◆ Problem description
For the word "Internal", work out how many lines in the records below contain it and state that count alone.

◆ Data for the task
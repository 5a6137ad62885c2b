use enumerate::*;
use std::fmt::Debug;

/// Records every visited field as `index:value`.
#[derive(Default)]
struct Render(Vec<String>);

impl<I: Debug, T: Debug + ?Sized> Visitor<I, T> for Render {
    fn visit(&mut self, index: I, value: &T) {
        self.0.push(format!("{index:?}:{value:?}"));
    }
}

/// Resets every visited field to its default.
struct Reset(usize);

impl<I, T: Default> VisitorMut<I, T> for Reset {
    fn visit_mut(&mut self, _: I, value: &mut T) {
        *value = T::default();
        self.0 += 1;
    }
}

#[test]
fn heterogeneous_tuple() {
    let t = (1u8, "two", 3.5f64, 'c');
    let e = enumerate(&t);
    assert_eq!(e.category(), Category::TupleLike);
    assert_eq!(e.arity(), 4);
    let Render(out) = e.each(Render::default());
    assert_eq!(out, ["0:1", "1:\"two\"", "2:3.5", "3:'c'"]);
}

#[test]
fn homogeneous_tuple_with_closure() {
    let mut order = Vec::new();
    enumerate((5, 6, 7)).each(|index: usize, value: &i32| order.push((index, *value)));
    assert_eq!(order, [(0, 5), (1, 6), (2, 7)]);
}

#[test]
fn tuple_mutation_through_mutable_borrow() {
    let mut t = (String::from("keep"), 9u32, vec![1]);
    let Reset(count) = enumerate(&mut t).each_mut(Reset(0));
    assert_eq!(count, 3);
    assert_eq!(t, (String::new(), 0, vec![]));
}

#[test]
fn tuple_bound() {
    let t = (1, 2, 3, 4, 5);
    let e = enumerate_with(&t, 2usize);
    assert_eq!((e.len(), e.limit()), (2, Some(2)));
    let Render(out) = e.each(Render::default());
    assert_eq!(out, ["0:1", "1:2"]);

    let wide = enumerate_with((1, 2), 9usize);
    assert_eq!(wide.len(), 2);
    let zero = enumerate_with((1, 2), 0usize);
    assert!(zero.is_empty());
    let Render(none) = zero.each(Render::default());
    assert!(none.is_empty());
}

#[test]
fn owned_tuple_round_trips() {
    let mut e = enumerate((1, 2));
    e.each_mut(|index: usize, value: &mut i32| *value += index as i32);
    assert_eq!(e.into_inner(), (1, 3));
}

#[test]
fn tuple_index_type() {
    let Render(out) = enumerate_as::<i8, _, _>(("a", "b")).each(Render::default());
    assert_eq!(out, ["0:\"a\"", "1:\"b\""]);

    let mut seen = Vec::new();
    enumerate(('x', 'y'))
        .index_as::<u16>()
        .each(|index: u16, value: &char| seen.push((index, *value)));
    assert_eq!(seen, [(0u16, 'x'), (1, 'y')]);
}

#[test]
fn variadic_tuple() {
    let e = enumerate!(AsTuple, 1, "mixed", [0u8; 2]);
    assert_eq!(e.category(), Category::VariadicTuple);
    let Render(out) = e.each(Render::default());
    assert_eq!(out, ["0:1", "1:\"mixed\"", "2:[0, 0]"]);
}

#[aggregate]
#[derive(Debug, PartialEq, Default)]
struct Config {
    name: String,
    retries: u32,
    verbose: bool,
}

#[aggregate]
struct Pair<T>(T, T);

#[aggregate]
struct Borrowed<'a> {
    label: &'a str,
    weight: f32,
}

#[aggregate]
struct Unit;

#[test]
fn aggregate_struct_fields_in_order() {
    let c = Config {
        name: "db".into(),
        retries: 3,
        verbose: true,
    };
    let e = enumerate(&c);
    assert_eq!(e.category(), Category::AggregateStruct);
    assert_eq!(e.arity(), 3);
    let Render(out) = e.each(Render::default());
    assert_eq!(out, ["0:\"db\"", "1:3", "2:true"]);
}

#[test]
fn aggregate_struct_mutation() {
    let mut c = Config {
        name: "db".into(),
        retries: 3,
        verbose: true,
    };
    let Reset(count) = enumerate_with(&mut c, 2usize).each_mut(Reset(0));
    assert_eq!(count, 2);
    assert_eq!(
        c,
        Config {
            name: String::new(),
            retries: 0,
            verbose: true
        }
    );
}

#[test]
fn generic_and_borrowing_aggregates() {
    let mut p = Pair(1.5f64, 2.5);
    enumerate(&mut p).each_mut(|index: usize, value: &mut f64| *value *= index as f64);
    assert_eq!((p.0, p.1), (0.0, 2.5));

    let text = String::from("crate");
    let b = Borrowed {
        label: &text,
        weight: 0.5,
    };
    let Render(out) = enumerate(b).each(Render::default());
    assert_eq!(out, ["0:\"crate\"", "1:0.5"]);
}

#[test]
fn unit_aggregate_is_empty() {
    let e = enumerate(Unit);
    assert_eq!(e.arity(), 0);
    let Render(out) = e.each(Render::default());
    assert!(out.is_empty());
}

mod reexported {
    pub use ::enumerate as inner;
}

#[aggregate(krate = reexported::inner)]
struct ThroughReexport {
    a: u8,
    b: u8,
}

#[test]
fn krate_option() {
    let mut total = 0;
    enumerate(ThroughReexport { a: 4, b: 5 }).each(|index: usize, value: &u8| total += index * *value as usize);
    assert_eq!(total, 5);
}

#[test]
fn checked_tuple_index_type() {
    assert!(try_enumerate_as_with::<u8, _, _, _>((1, 2), 1usize).is_ok());
    assert_eq!(
        try_enumerate_with((1, 2), -4i16).err().map(|e| e.to_string()),
        Some("enumerate bound -4 is negative".to_string())
    );
}
pub mod creem;
pub mod env_config;
pub mod error;
pub mod http;
pub mod jwt;
use std::sync::{Arc, Mutex};

use async_trait::async_trait;
use chrono::{DateTime, Utc};
use common::error::{AppError, Res};
use sqlx::PgPool;
use uuid::Uuid;

use crate::{
    dtos::subscription::{Replacement, StatusChange, SubscriptionCreateRequest},
    models::subscription::{Subscription, SubscriptionStatus},
    subscription,
};

/// Access to the subscriptions table. Webhooks carry no end-user session,
/// so implementations act with full privileges.
#[async_trait]
pub trait SubscriptionStore: Send + Sync {
    /// Most recently created `active` row of the user.
    async fn find_active(&self, user_id: Uuid) -> Res<Option<Subscription>>;

    /// All rows of the user, newest first.
    async fn find_by_user(&self, user_id: Uuid) -> Res<Vec<Subscription>>;

    async fn find_by_checkout_id(&self, checkout_id: &str) -> Res<Option<Subscription>>;

    /// Demotes the user's active rows to `replaced` and inserts `data` as the
    /// new active row, as a single unit serialized per user. `None` when a row
    /// for `data.creem_checkout_id` already exists; nothing is written then.
    async fn replace_active(
        &self,
        data: SubscriptionCreateRequest,
        at: DateTime<Utc>,
    ) -> Res<Option<Replacement>>;

    /// Applies a status transition to one row. `None` when the row is no
    /// longer in `change.from`.
    async fn transition(&self, id: Uuid, change: StatusChange) -> Res<Option<Subscription>>;
}

fn ensure_allowed(change: &StatusChange) -> Res<()> {
    if change.is_allowed() {
        Ok(())
    } else {
        Err(AppError::Internal(format!(
            "Invalid subscription transition {} -> {}",
            change.from, change.to
        )))
    }
}

pub struct PgSubscriptionStore {
    pool: Arc<PgPool>,
}

impl PgSubscriptionStore {
    pub fn new(pool: Arc<PgPool>) -> Self {
        PgSubscriptionStore { pool }
    }
}

#[async_trait]
impl SubscriptionStore for PgSubscriptionStore {
    async fn find_active(&self, user_id: Uuid) -> Res<Option<Subscription>> {
        subscription::get_active_subscription_by_user_id(&*self.pool, user_id).await
    }

    async fn find_by_user(&self, user_id: Uuid) -> Res<Vec<Subscription>> {
        subscription::get_subscriptions_by_user_id(&*self.pool, user_id).await
    }

    async fn find_by_checkout_id(&self, checkout_id: &str) -> Res<Option<Subscription>> {
        subscription::get_subscription_by_checkout_id(&*self.pool, checkout_id).await
    }

    async fn replace_active(
        &self,
        data: SubscriptionCreateRequest,
        at: DateTime<Utc>,
    ) -> Res<Option<Replacement>> {
        let change = StatusChange::replace(at);
        ensure_allowed(&change)?;

        let mut tx = self.pool.begin().await?;
        // held until commit; a concurrent checkout of the same user waits here
        // and then sees this transaction's row as the one to demote
        subscription::lock_user(&mut *tx, data.user_id).await?;

        if let Some(checkout_id) = data.creem_checkout_id.as_deref() {
            if subscription::get_subscription_by_checkout_id(&mut *tx, checkout_id)
                .await?
                .is_some()
            {
                tx.rollback().await?;
                return Ok(None);
            }
        }

        let replaced =
            subscription::update_user_subscriptions_status(&mut *tx, data.user_id, change).await?;
        let inserted = subscription::insert_subscription(&mut *tx, data).await?;
        tx.commit().await?;

        Ok(Some(Replacement { replaced, inserted }))
    }

    async fn transition(&self, id: Uuid, change: StatusChange) -> Res<Option<Subscription>> {
        ensure_allowed(&change)?;
        subscription::update_subscription_status(&*self.pool, id, change).await
    }
}

/// Process-local store used when no database is configured.
#[derive(Default)]
pub struct MemorySubscriptionStore {
    rows: Mutex<Vec<Subscription>>,
}

impl MemorySubscriptionStore {
    pub fn new() -> Self {
        Self::default()
    }

    /// Every stored row in insertion order.
    pub fn all(&self) -> Res<Vec<Subscription>> {
        Ok(self.lock()?.clone())
    }

    /// Stores a row as-is.
    pub fn seed(&self, row: Subscription) -> Res<()> {
        self.lock()?.push(row);
        Ok(())
    }

    fn lock(&self) -> Res<std::sync::MutexGuard<'_, Vec<Subscription>>> {
        self.rows
            .lock()
            .map_err(|_| AppError::Internal("Subscription store lock poisoned".to_string()))
    }
}

fn apply(row: &mut Subscription, change: &StatusChange, at: DateTime<Utc>) {
    row.status = change.to;
    if let Some(cancelled_at) = change.cancelled_at {
        row.cancelled_at = Some(cancelled_at);
    }
    if let Some(flag) = change.cancel_at_period_end {
        row.cancel_at_period_end = flag;
    }
    row.updated_at = at;
}

#[async_trait]
impl SubscriptionStore for MemorySubscriptionStore {
    async fn find_active(&self, user_id: Uuid) -> Res<Option<Subscription>> {
        let rows = self.lock()?;
        Ok(rows
            .iter()
            .filter(|row| row.user_id == user_id && row.is_active())
            .max_by_key(|row| row.created_at)
            .cloned())
    }

    async fn find_by_user(&self, user_id: Uuid) -> Res<Vec<Subscription>> {
        let rows = self.lock()?;
        let mut found: Vec<Subscription> = rows
            .iter()
            .rev()
            .filter(|row| row.user_id == user_id)
            .cloned()
            .collect();
        found.sort_by(|a, b| b.created_at.cmp(&a.created_at));
        Ok(found)
    }

    async fn find_by_checkout_id(&self, checkout_id: &str) -> Res<Option<Subscription>> {
        let rows = self.lock()?;
        Ok(rows
            .iter()
            .find(|row| row.creem_checkout_id.as_deref() == Some(checkout_id))
            .cloned())
    }

    async fn replace_active(
        &self,
        data: SubscriptionCreateRequest,
        at: DateTime<Utc>,
    ) -> Res<Option<Replacement>> {
        let change = StatusChange::replace(at);
        ensure_allowed(&change)?;

        let mut rows = self.lock()?;
        if let Some(checkout_id) = data.creem_checkout_id.as_deref() {
            if rows
                .iter()
                .any(|row| row.creem_checkout_id.as_deref() == Some(checkout_id))
            {
                return Ok(None);
            }
        }

        let mut replaced = Vec::new();
        for row in rows
            .iter_mut()
            .filter(|row| row.user_id == data.user_id && row.status == change.from)
        {
            apply(row, &change, at);
            replaced.push(row.id);
        }

        let inserted = Subscription {
            id: Uuid::new_v4(),
            user_id: data.user_id,
            creem_subscription_id: data.creem_subscription_id,
            creem_customer_id: data.creem_customer_id,
            creem_checkout_id: data.creem_checkout_id,
            plan_name: data.plan_name,
            plan_type: data.plan_type,
            product_id: data.product_id,
            amount: data.amount,
            currency: data.currency,
            status: SubscriptionStatus::Active,
            current_period_start: data.current_period_start,
            current_period_end: data.current_period_end,
            cancel_at_period_end: false,
            cancelled_at: None,
            credits_total: data.credits_total,
            credits_used: 0,
            metadata: data.metadata,
            created_at: at,
            updated_at: at,
        };
        rows.push(inserted.clone());

        Ok(Some(Replacement { replaced, inserted }))
    }

    async fn transition(&self, id: Uuid, change: StatusChange) -> Res<Option<Subscription>> {
        ensure_allowed(&change)?;

        let mut rows = self.lock()?;
        Ok(rows
            .iter_mut()
            .find(|row| row.id == id && row.status == change.from)
            .map(|row| {
                apply(row, &change, Utc::now());
                row.clone()
            }))
    }
}

#[cfg(test)]
mod tests {
    use chrono::Duration;
    use serde_json::json;

    use super::*;
    use crate::models::subscription::{PlanName, PlanType};

    fn request(user_id: Uuid, checkout_id: &str) -> SubscriptionCreateRequest {
        let now = Utc::now();
        SubscriptionCreateRequest {
            user_id,
            creem_subscription_id: Some(checkout_id.to_string()),
            creem_customer_id: Some("cus_1".to_string()),
            creem_checkout_id: Some(checkout_id.to_string()),
            plan_name: PlanName::Pro,
            plan_type: PlanType::Monthly,
            product_id: "prod_pro".to_string(),
            amount: 3900,
            currency: "USD".to_string(),
            current_period_start: now,
            current_period_end: now + Duration::days(30),
            credits_total: 800,
            metadata: json!({ "user_id": user_id.to_string() }),
        }
    }

    #[tokio::test]
    async fn replace_keeps_a_single_active_row() {
        let store = MemorySubscriptionStore::new();
        let user = Uuid::new_v4();

        let first = store
            .replace_active(request(user, "ch_1"), Utc::now())
            .await
            .unwrap()
            .unwrap();
        assert!(first.replaced.is_empty());

        let second = store
            .replace_active(request(user, "ch_2"), Utc::now())
            .await
            .unwrap()
            .unwrap();
        assert_eq!(second.replaced, vec![first.inserted.id]);

        let rows = store.find_by_user(user).await.unwrap();
        assert_eq!(rows.len(), 2);
        assert_eq!(rows.iter().filter(|r| r.is_active()).count(), 1);

        let old = rows.iter().find(|r| r.id == first.inserted.id).unwrap();
        assert_eq!(old.status, SubscriptionStatus::Replaced);
        assert!(old.cancelled_at.is_some());

        let active = store.find_active(user).await.unwrap().unwrap();
        assert_eq!(active.id, second.inserted.id);
        assert_eq!(active.credits_used, 0);
    }

    #[tokio::test]
    async fn transition_requires_expected_status() {
        let store = MemorySubscriptionStore::new();
        let user = Uuid::new_v4();
        let row = store
            .replace_active(request(user, "ch_1"), Utc::now())
            .await
            .unwrap()
            .unwrap()
            .inserted;

        let cancelled = store
            .transition(row.id, StatusChange::cancel())
            .await
            .unwrap()
            .unwrap();
        assert_eq!(cancelled.status, SubscriptionStatus::Cancelled);
        assert!(cancelled.cancel_at_period_end);

        // already cancelled, no longer active
        assert!(
            store
                .transition(row.id, StatusChange::cancel())
                .await
                .unwrap()
                .is_none()
        );
    }

    #[tokio::test]
    async fn invalid_transition_is_rejected() {
        let store = MemorySubscriptionStore::new();
        let change = StatusChange {
            from: SubscriptionStatus::Replaced,
            to: SubscriptionStatus::Active,
            cancelled_at: None,
            cancel_at_period_end: None,
        };
        assert!(store.transition(Uuid::new_v4(), change).await.is_err());
    }

    #[tokio::test]
    async fn lookup_by_checkout_id() {
        let store = MemorySubscriptionStore::new();
        let user = Uuid::new_v4();
        store.replace_active(request(user, "ch_9"), Utc::now()).await.unwrap();

        assert!(store.find_by_checkout_id("ch_9").await.unwrap().is_some());
        assert!(store.find_by_checkout_id("ch_missing").await.unwrap().is_none());
        assert!(store.find_active(Uuid::new_v4()).await.unwrap().is_none());
    }

    #[tokio::test]
    async fn recorded_checkout_is_not_applied_again() {
        let store = MemorySubscriptionStore::new();
        let user = Uuid::new_v4();
        let first = store
            .replace_active(request(user, "ch_1"), Utc::now())
            .await
            .unwrap()
            .unwrap();

        let replay = store
            .replace_active(request(user, "ch_1"), Utc::now())
            .await
            .unwrap();
        assert!(replay.is_none());

        let rows = store.all().unwrap();
        assert_eq!(rows.len(), 1);
        assert_eq!(rows[0].id, first.inserted.id);
        assert!(rows[0].is_active());
    }

    #[tokio::test]
    async fn concurrent_checkouts_leave_one_active_row() {
        let store = std::sync::Arc::new(MemorySubscriptionStore::new());
        let user = Uuid::new_v4();

        let handles: Vec<_> = (0..8)
            .map(|i| {
                let store = store.clone();
                tokio::spawn(async move {
                    store
                        .replace_active(request(user, &format!("ch_{}", i)), Utc::now())
                        .await
                })
            })
            .collect();
        for handle in handles {
            assert!(handle.await.unwrap().unwrap().is_some());
        }

        let rows = store.all().unwrap();
        assert_eq!(rows.len(), 8);
        assert_eq!(rows.iter().filter(|r| r.is_active()).count(), 1);
        assert_eq!(
            rows.iter()
                .filter(|r| r.status == SubscriptionStatus::Replaced)
                .count(),
            7
        );
    }
}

◆ Result for this exercise
2